Quem paga por tudo isso?
Municipalidades locais, serviços públicos de água e projetos hidrelétricos estão cada vez mais dispostos a pagar por serviços ecossistêmicos, já que isso reduz os custos totais que eles têm que pagar por tratamentos de água. Eles perceberam que os tratamentos seriam muito mais caros se, por exemplo, as florestas fossem cortadas e a quantidade de lodo na água fosse maior. Exemplos disso podem ser encontrados na América Latina em Los Negros, Bolívia, em Quito, Equador e em Jesús de Otoro, Honduras.
Organizações e pessoas que procuram reduzir sua pegada de carbono através de transações voluntárias e éticas e de órgãos internacionais de conservação, como o WWF, que estão interessados em proteger os habitats para manter a biodiversidade, também estão dispostas a pagar.
Os governos devem liderar o caminho
Há pedidos para que o setor privado se inclua nessas iniciativas e aumente o valor dos ‘investimentos verdes’. Embora isso de certa forma esteja acontecendo, em nossa atual economia mesquinha e pós-crise de crédito as chances de haver uma abordagem apenas eticamente guiada são pequenas se ela não for regulamentada, já que é difícil distinguir fontes respeitáveis de investimentos perigosos e fraudes.
A comunidade ambiental tem sido adequadamente cautelosa com os mercados. Para que esquemas de ‘Pagamentos por Serviços Ambientais’ tenham sucesso, precisamos de regulamentações mais rígidas, desencorajando práticas insustentáveis e garantindo que nada fique de fora. Os mercados podem ter um papel, recompensando esforços com preços melhores. Mas em última análise, os governos podem, e devem, ter um papel chave em guiar esses processos.

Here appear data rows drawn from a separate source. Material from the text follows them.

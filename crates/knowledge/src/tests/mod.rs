mod scenarios;
//! Guardrail policies applied before any passage reaches the generator.
//!
//! Three pure, deterministic components share one immutable set of
//! protected-term tables:
//! - [`SensitivityClassifier`]: does a query touch a protected topic?
//! - [`ConfidencePolicy`]: may the external partition be consulted?
//! - [`ContentFilter`]: drop external passages leaking protected topics.

pub mod classifier;
pub mod confidence;
pub mod filter;
pub mod terms;

pub use classifier::SensitivityClassifier;
pub use confidence::ConfidencePolicy;
pub use filter::ContentFilter;
pub use terms::SensitiveTerms;
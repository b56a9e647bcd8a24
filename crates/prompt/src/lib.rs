//! Guardrail prompt system for factguard.
//!
//! This crate owns the instruction contract handed to the answer generator:
//! - Built-in Handlebars templates for the system and user messages
//! - Optional per-workspace overrides from `.factguard/prompts/<id>.yml`
//! - Rendering of the question, the tagged context and the sensitivity flag

pub mod builder;
pub mod builtin;
pub mod loader;
pub mod types;

// Re-export main types
pub use builder::{build_guardrail_prompt, GuardrailPromptInput};
pub use builtin::{GUARDRAIL_SYSTEM_ID, GUARDRAIL_USER_ID};
pub use loader::load_prompt;
pub use types::{BuiltPrompt, BuiltPromptMetadata, PromptDefinition};
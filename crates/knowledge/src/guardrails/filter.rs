//! Removes external passages that mention protected topics.

use crate::guardrails::SensitiveTerms;
use crate::types::PassageResult;
use std::sync::Arc;

/// Drops any external passage whose text mentions a protected term.
///
/// Applies regardless of query sensitivity: a review quoting a price must
/// not reach the generator even when the user asked about paint colors.
#[derive(Debug, Clone)]
pub struct ContentFilter {
    terms: Arc<SensitiveTerms>,
}

impl ContentFilter {
    pub fn new(terms: Arc<SensitiveTerms>) -> Self {
        Self { terms }
    }

    /// Whether a passage text mentions any keyword or ambiguous term.
    pub fn mentions_protected(&self, text: &str) -> bool {
        let text = text.to_lowercase();
        self.terms.all_protected().any(|term| text.contains(term))
    }

    /// Keep only clean passages, preserving order.
    pub fn filter_external(&self, results: Vec<PassageResult>) -> Vec<PassageResult> {
        let before = results.len();
        let kept: Vec<PassageResult> = results
            .into_iter()
            .filter(|passage| !self.mentions_protected(&passage.text))
            .collect();

        if kept.len() < before {
            tracing::debug!(
                dropped = before - kept.len(),
                kept = kept.len(),
                "Filtered external passages mentioning protected terms"
            );
        }

        kept
    }
}

impl Default for ContentFilter {
    fn default() -> Self {
        Self::new(Arc::new(SensitiveTerms::default()))
    }
}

Isso pode ser feito. Na Costa Rica, o governo destina uma porcentagem das taxas de combustível e água para pagar por serviços ambientais, e promove a participação do setor privado através de iniciativas neutras em carbono. Por exemplo, a Thrifty Rent a Car compensa as emissões do aluguel de seus carros pagando 40 famílias para proteger suas florestas no mercado nacional voluntário de carbono.
Em vez de fugir e transferir a culpa, os governos devem estabelecer as bases para governarem, e não se renderem, a essas forças de mercado.